I love roasted chickpeas with a concoction of spices on them as a healthy snack, and recently had a chickpea burger at a Crazy Cucumber restaurant and it was delicious! It was dense, but moist and full of flavor.
So, I wanted to try my hand at making chickpea burgers at home, and although not as dense, they were still moist and delicious and held up well for frying and flipping.
I hope you like them as much as we did.
1 – 15 ounce can drained and rinsed chickpeas
1 – handful of spinach, torn
1 – egg
1/4 cup – lemon juice
1- handful of scallions, chopped
Handful of fresh parsley chopped, or generous sprinkle of dried
1 tsp. – smoked paprika
1 tsp. – cumin
1 tsp. – chili powder (or cayenne)
1 tsp. – garlic powder
Salt and pepper to taste
*Note: you can add or omit any spice you like or don’t, and still have a great tasting chickpea burger. You really can’t mess these up.
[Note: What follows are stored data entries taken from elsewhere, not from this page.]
//! # keystone-core: Pricing & Ledger Rules for Keystone Back Office
//!
//! This crate is the single home of the back-office arithmetic: markup
//! resolution, line and document totals, payment reconciliation and status
//! derivation. Estimate, order and invoice forms all call into it.
//!
//! ## Architecture Position
//! ```text
//! ┌─────────────────────────────────────────────────────────────────────────┐
//! │                      Keystone Back Office                               │
//! │                                                                         │
//! │  ┌─────────────────────────────────────────────────────────────────┐   │
//! │  │                  keystone-cli (commands)                        │   │
//! │  │   save_document, run_auto_cost, record_payment, bulk_pay ...    │   │
//! │  └─────────────────────────────┬───────────────────────────────────┘   │
//! │                                │                                        │
//! │  ┌─────────────────────────────▼───────────────────────────────────┐   │
//! │  │             ★ keystone-core (THIS CRATE) ★                      │   │
//! │  │                                                                 │   │
//! │  │  ┌─────────┐ ┌─────────┐ ┌─────────┐ ┌──────────┐ ┌─────────┐  │   │
//! │  │  │ pricing │ │ totals  │ │ ledger  │ │allocation│ │ catalog │  │   │
//! │  │  │ markup  │ │ lines   │ │ paid /  │ │ bulk pay │ │ promote │  │   │
//! │  │  │ triangle│ │ subtotal│ │ status  │ │          │ │ nonstock│  │   │
//! │  │  └─────────┘ └─────────┘ └─────────┘ └──────────┘ └─────────┘  │   │
//! │  │                                                                 │   │
//! │  │   NO I/O • NO DATABASE • NO NETWORK • PURE FUNCTIONS           │   │
//! │  └─────────────────────────────┬───────────────────────────────────┘   │
//! │                                │                                        │
//! │  ┌─────────────────────────────▼───────────────────────────────────┐   │
//! │  │                 keystone-db (Persistence Layer)                 │   │
//! │  │        DocumentStore / CatalogStore, SQLite + in-memory         │   │
//! │  └─────────────────────────────────────────────────────────────────┘   │
//! └─────────────────────────────────────────────────────────────────────────┘
//! ```
//!
//! ## Modules
//!
//! - [`types`] - Domain types (Product, Customer, LineItem, Payment, Document)
//! - [`money`] - Integer-cent money type
//! - [`pricing`] - Markup resolver and the non-stock cost/markup/price triangle
//! - [`auto_cost`] - Batch back-calculation of missing non-stock costs
//! - [`totals`] - Line totals and document aggregation
//! - [`ledger`] - Payment reconciliation and invoice status derivation
//! - [`allocation`] - Bulk payment allocation across invoices
//! - [`catalog`] - Promotion of non-stock items into the catalog
//! - [`draft`] - Staged edits against a loaded document snapshot
//! - [`reports`] - Receivables summaries
//! - [`validation`] - Form-level validation rules
//! - [`error`] - Domain error types
//!
//! ## Example Usage
//!
//! ```rust
//! use keystone_core::pricing::resolve_unit_price;
//! use keystone_core::{CategoryScope, Customer, CustomerMarkupRule, Money, Product};
//!
//! let mut product = Product::new("p-1", "Cedar picket", "Fence", "each");
//! product.cost = Money::from_cents(1000);
//! product.price = Money::from_cents(1350);
//!
//! let mut customer = Customer::new("c-1", "Acme Builders");
//! customer.markup_rules.push(CustomerMarkupRule::new(CategoryScope::category("Fence"), 40.0));
//!
//! // Customer rule wins over the catalog price
//! assert_eq!(resolve_unit_price(&product, Some(&customer)).cents(), 1400);
//! // No customer: catalog price unchanged
//! assert_eq!(resolve_unit_price(&product, None).cents(), 1350);
//! ```

// =============================================================================
// Module Declarations
// =============================================================================

pub mod allocation;
pub mod auto_cost;
pub mod catalog;
pub mod draft;
pub mod error;
pub mod ledger;
pub mod money;
pub mod pricing;
pub mod reports;
pub mod totals;
pub mod types;
pub mod validation;

// =============================================================================
// Re-exports for Convenience
// =============================================================================

pub use error::{CoreError, CoreResult, ValidationError};
pub use money::Money;
pub use types::*;

// =============================================================================
// Crate-Level Constants
// =============================================================================

/// Markup applied when neither a category rule nor an all-categories rule
/// matches during auto-cost.
pub const DEFAULT_MARKUP_PERCENTAGE: f64 = 35.0;

/// Category given to promoted non-stock items that did not name one.
pub const UNCATEGORIZED: &str = "Uncategorized";

/// Unit given to promoted non-stock items that did not name one.
pub const DEFAULT_UNIT: &str = "each";

/// Maximum quantity on a single line item.
///
/// ## Business Reason
/// Catches typos like 10000 instead of 100 on bulk material orders.
pub const MAX_ITEM_QUANTITY: i64 = 99_999;

/// Maximum number of line items on one document.
pub const MAX_LINE_ITEMS: usize = 500;

/// Largest price, cost or payment accepted, in cents ($10,000,000.00).
///
/// ## Business Reason
/// Catches a pasted account or check number in an amount field, and keeps
/// document and ledger sums well inside `i64`.
pub const MAX_AMOUNT_CENTS: i64 = 1_000_000_000;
1/3 cup- Panko breadcrumbs
In a food processor, combine all the ingredients, except for panko, until well mixed.
Transfer to a bowl and add panko until you can form the mixture into patties.
Fry each patty (you will get 4) for about five minutes per side.
You can eat these on salads, buns, or just by themselves. I chose to put ours on a slice of bread with the sauce from my creamed cucumber recipe drizzled on top.
Note: (We have been dairy-free for years now, so if you are too, you can omit the sour cream, and sub out milk for almond milk in the creamed cucumber recipe.)